Suppose our application is an accounting system with an internal desktop application, integration with shipping label software, customer website and mobile app, and internal management and reporting portal. When we first created the customer table, we added a phone_number field as a simple 20 character string, allowing free text entry.

We then implement a text messaging service. But, we get complaints. Mr Jones doesn’t get his text — his number has been input as (UK)07111 111 111 which of course, isn’t a valid number. Mr Smith doesn’t get his text either — his phone number is in Ireland, but in the absence of an international code, we’ve been texting someone in the UK with the same number, who is also complaining. Then, of course, Mr Harris has input a work number of 01234 123 456 ext 22 which also doesn’t work.

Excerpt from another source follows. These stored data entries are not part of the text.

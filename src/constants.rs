//! Modbus protocol constants based on official specification
//!
//! These constants are derived from the official Modbus specification:
//! - Maximum PDU size: 253 bytes (inherited from RS485 ADU limit of 256 bytes)
//! - Register/coil limits are calculated to fit within the PDU size constraint

// ============================================================================
// Frame Size Constants
// ============================================================================

/// Modbus MBAP header length for TCP
/// Format: Transaction ID(2) + Protocol ID(2) + Length(2) + Unit ID(1) = 7 bytes
/// Note: Length field itself is not counted in MBAP_HEADER_LEN for frame parsing
pub const MBAP_HEADER_LEN: usize = 6;

/// Maximum PDU (Protocol Data Unit) size per Modbus specification
/// This is the fundamental limit inherited from RS485 implementation:
/// RS485 ADU (256 bytes) - Slave Address (1 byte) - CRC (2 bytes) = 253 bytes
pub const MAX_PDU_SIZE: usize = 253;

/// Maximum MBAP length field value (Unit ID + PDU)
/// Used for validating the Length field in MBAP header
/// = 1 (Unit ID) + 253 (Max PDU) = 254 bytes
pub const MAX_MBAP_LENGTH: usize = 1 + MAX_PDU_SIZE;

/// Response buffer size for receiving Modbus frames
///
/// Calculation:
/// - MBAP Header: 6 bytes (MBAP_HEADER_LEN)
/// - Max MBAP Length (Unit ID + PDU): 254 bytes (MAX_MBAP_LENGTH)
/// - Theoretical max frame: 6 + 254 = 260 bytes
/// - Buffer size: 512 bytes (provides safety margin)
pub const MODBUS_RESPONSE_BUFFER_SIZE: usize = 512;

// ============================================================================
// Register Operation Limits
// ============================================================================

/// Maximum number of registers for FC03/FC04 (Read Holding/Input Registers)
///
/// Calculation for response PDU:
/// - Function Code: 1 byte
/// - Byte Count: 1 byte
/// - Register Data: N × 2 bytes
/// - Total: 1 + 1 + (N × 2) ≤ 253
/// - Therefore: N ≤ (253 - 2) / 2 = 125.5 → 125 registers
pub const MAX_READ_REGISTERS: usize = 125;

/// Maximum number of registers for FC16 (Write Multiple Registers)
///
/// Calculation for request PDU:
/// - Function Code: 1 byte
/// - Starting Address: 2 bytes
/// - Quantity of Registers: 2 bytes
/// - Byte Count: 1 byte
/// - Register Values: N × 2 bytes
/// - Total: 1 + 2 + 2 + 1 + (N × 2) ≤ 253
/// - Therefore: N ≤ (253 - 6) / 2 = 123.5 → 123 registers
pub const MAX_WRITE_REGISTERS: usize = 123;

// ============================================================================
// Coil Operation Limits
// ============================================================================

/// Maximum number of coils for FC01/FC02 (Read Coils/Discrete Inputs)
///
/// Calculation for response PDU:
/// - Function Code: 1 byte
/// - Byte Count: 1 byte
/// - Coil Data: ceil(N / 8) bytes
/// - Total: 1 + 1 + ceil(N / 8) ≤ 253
/// - Therefore: ceil(N / 8) ≤ 251, N ≤ 251 × 8 = 2008
/// - Spec defines: N ≤ 2000 (rounded for practical use)
pub const MAX_READ_COILS: usize = 2000;

// ============================================================================
// Modbus Function Codes
// ============================================================================

/// Read Coils (FC01)
pub const FC_READ_COILS: u8 = 0x01;

/// Read Discrete Inputs (FC02)
pub const FC_READ_DISCRETE_INPUTS: u8 = 0x02;

/// Read Holding Registers (FC03)
pub const FC_READ_HOLDING_REGISTERS: u8 = 0x03;

/// Read Input Registers (FC04)
pub const FC_READ_INPUT_REGISTERS: u8 = 0x04;

/// Write Single Coil (FC05)
pub const FC_WRITE_SINGLE_COIL: u8 = 0x05;

/// Write Single Register (FC06)
pub const FC_WRITE_SINGLE_REGISTER: u8 = 0x06;

/// Write Multiple Registers (FC16)
pub const FC_WRITE_MULTIPLE_REGISTERS: u8 = 0x10;

// ============================================================================
// Modbus Exception Codes
// ============================================================================

/// Illegal Function
pub const EXCEPTION_ILLEGAL_FUNCTION: u8 = 0x01;

/// Illegal Data Address
pub const EXCEPTION_ILLEGAL_DATA_ADDRESS: u8 = 0x02;

/// Illegal Data Value
pub const EXCEPTION_ILLEGAL_DATA_VALUE: u8 = 0x03;

/// Server Device Failure
pub const EXCEPTION_SERVER_DEVICE_FAILURE: u8 = 0x04;

/// Acknowledge
pub const EXCEPTION_ACKNOWLEDGE: u8 = 0x05;

/// Server Device Busy
pub const EXCEPTION_SERVER_DEVICE_BUSY: u8 = 0x06;

/// Memory Parity Error
pub const EXCEPTION_MEMORY_PARITY_ERROR: u8 = 0x08;

/// Gateway Path Unavailable
pub const EXCEPTION_GATEWAY_PATH_UNAVAILABLE: u8 = 0x0A;

/// Gateway Target Device Failed to Respond
pub const EXCEPTION_GATEWAY_TARGET_FAILED: u8 = 0x0B;

// ============================================================================
// Validation limits for poll requests
// ============================================================================

/// Lowest valid unit/device id.
pub const MIN_DEVICE_ID: u16 = 1;
/// Highest valid unit/device id.
pub const MAX_DEVICE_ID: u16 = 255;

/// Lowest valid starting register address.
pub const MIN_START_REGISTER: u32 = 0;
/// Highest valid starting register address.
pub const MAX_START_REGISTER: u32 = 99990;

/// Lowest valid register/value count for a poll request.
pub const MIN_NUM_VALS: u32 = 1;
/// Highest valid register/value count for a poll request.
pub const MAX_NUM_VALS: u32 = 99990;

/// Lowest valid timeout, in milliseconds.
pub const MIN_TIMEOUT_MS: u32 = 1;
/// Highest valid timeout, in milliseconds.
pub const MAX_TIMEOUT_MS: u32 = 10_000;

/// Function codes the poll engine accepts.
pub const SUPPORTED_FUNCTION_CODES: [u8; 7] = [1, 2, 3, 4, 5, 6, 16];

/// Fixed allow-list of 24 GPIO board-pin labels used for RS-485 direction
/// control. These are the even-numbered physical pins of a 40-pin header;
/// the core only validates the token, it never drives hardware.
pub const GPIO_BOARD_PINS: [&str; 24] = [
    "PIN_3", "PIN_5", "PIN_7", "PIN_8", "PIN_10", "PIN_11", "PIN_12", "PIN_13", "PIN_15",
    "PIN_16", "PIN_18", "PIN_19", "PIN_21", "PIN_22", "PIN_23", "PIN_24", "PIN_26", "PIN_27",
    "PIN_28", "PIN_29", "PIN_31", "PIN_32", "PIN_33", "PIN_35",
];

// ============================================================================
// Error taxonomy codes (closed set — see the error module for descriptions)
// ============================================================================

pub const ERR_INVALID_FUNCTION: u16 = 1;
pub const ERR_INVALID_ADDRESS: u16 = 2;
pub const ERR_INVALID_VALUE: u16 = 3;
pub const ERR_INVALID_DEVICE_ID: u16 = 10;
pub const ERR_TCP_CONNECT_FAILED: u16 = 19;
pub const ERR_COMM_TIMEOUT: u16 = 87;
pub const ERR_INVALID_TARGET_SPEC: u16 = 101;
pub const ERR_INVALID_DATA_TYPE: u16 = 102;
pub const ERR_INVALID_REGISTER_LOOKUP: u16 = 103;
pub const ERR_INVALID_FILE_NAME: u16 = 104;
pub const ERR_CANNOT_OPEN_SINK: u16 = 105;
pub const ERR_UNEXPECTED_RETURN: u16 = 106;
pub const ERR_USER_CANCELLED: u16 = 107;
pub const ERR_TCP_LENGTH_MISMATCH: u16 = 108;
pub const ERR_MESSAGE_LENGTH_MISMATCH: u16 = 109;
pub const ERR_UNEXPECTED_FUNCTION: u16 = 110;
pub const ERR_UNEXPECTED_DEVICE_ID: u16 = 111;
pub const ERR_MULTI_POLL_WITH_WRITE: u16 = 112;
pub const ERR_CRC_MISMATCH: u16 = 113;
pub const ERR_UNKNOWN_REMOTE_CODE: u16 = 114;
pub const ERR_SERIAL_OPEN_TIMEOUT: u16 = 115;
pub const ERR_INVALID_GPIO_PIN: u16 = 116;

#[cfg(test)]
mod tests {
    use super::*;

    #[test]
    fn test_frame_size_constants() {
        assert_eq!(MBAP_HEADER_LEN, 6);
        assert_eq!(MAX_PDU_SIZE, 253);
        assert_eq!(MAX_MBAP_LENGTH, 254);
    }

    #[test]
    fn test_register_limits() {
        // Verify read register limit calculation
        let read_pdu_size = 1 + 1 + (MAX_READ_REGISTERS * 2);
        assert!(read_pdu_size <= MAX_PDU_SIZE);
        assert_eq!(MAX_READ_REGISTERS, 125);

        // Verify write register limit calculation
        let write_pdu_size = 1 + 2 + 2 + 1 + (MAX_WRITE_REGISTERS * 2);
        assert!(write_pdu_size <= MAX_PDU_SIZE);
        assert_eq!(MAX_WRITE_REGISTERS, 123);
    }

    #[test]
    fn test_coil_limits() {
        let read_coil_bytes = MAX_READ_COILS.div_ceil(8);
        let read_coil_pdu = 1 + 1 + read_coil_bytes;
        assert!(read_coil_pdu <= MAX_PDU_SIZE);
        assert_eq!(MAX_READ_COILS, 2000);
    }
}
#![no_main]
use arbitrary::Arbitrary;
use libfuzzer_sys::fuzz_target;
use mbpoll::pdu::{build_request, expected_response_length, Framing};

#[derive(Arbitrary, Debug)]
struct Input {
    rtu: bool,
    device_id: u8,
    func: u8,
    start_reg: u16,
    arg: u16,
}

fuzz_target!(|input: Input| {
    let framing = if input.rtu { Framing::Rtu } else { Framing::Tcp };
    if let Ok(packet) = build_request(framing, input.device_id, input.func, input.start_reg, input.arg) {
        // A request frame must always be parseable back through its own framing.
        let raw = packet.bytes;
        match framing {
            Framing::Rtu => assert!(mbpoll::crc::verify_trailing_crc(&raw)),
            Framing::Tcp => {
                let len = u16::from_be_bytes([raw[4], raw[5]]) as usize;
                assert_eq!(raw.len() - 6, len);
            }
        }
    }
    let _ = expected_response_length(input.func, input.arg as usize);
});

So, we decide to update our phone number to a better data design:

Separate international dialling code, number and optional extension
Separate fields for mobile, home and work numbers

However, of course, this isn’t simple:

We don’t know whose number is mobile, home or work
In simple cases, we can parse valid formats to get the components — but in the cases described, we may struggle

So how do we solve this problem?

I’m not going to cover every possible technique in safely making database changes — check out Ambler and Sadalage’s brilliant book Refactoring Databases for a comprehensive treatment.

However, in our worked example, I’d:

Introduce new optional fields alongside the existing
Choose and implement an approach to map old to new
Modify calling applications to use the new fields, probably alongside the old
After a reasonable period — maybe 6 months — deprecate the old

Introducing the new fields is self explanatory. The tricky bit is mapping old to new, and modifying the calling applications to use the new fields.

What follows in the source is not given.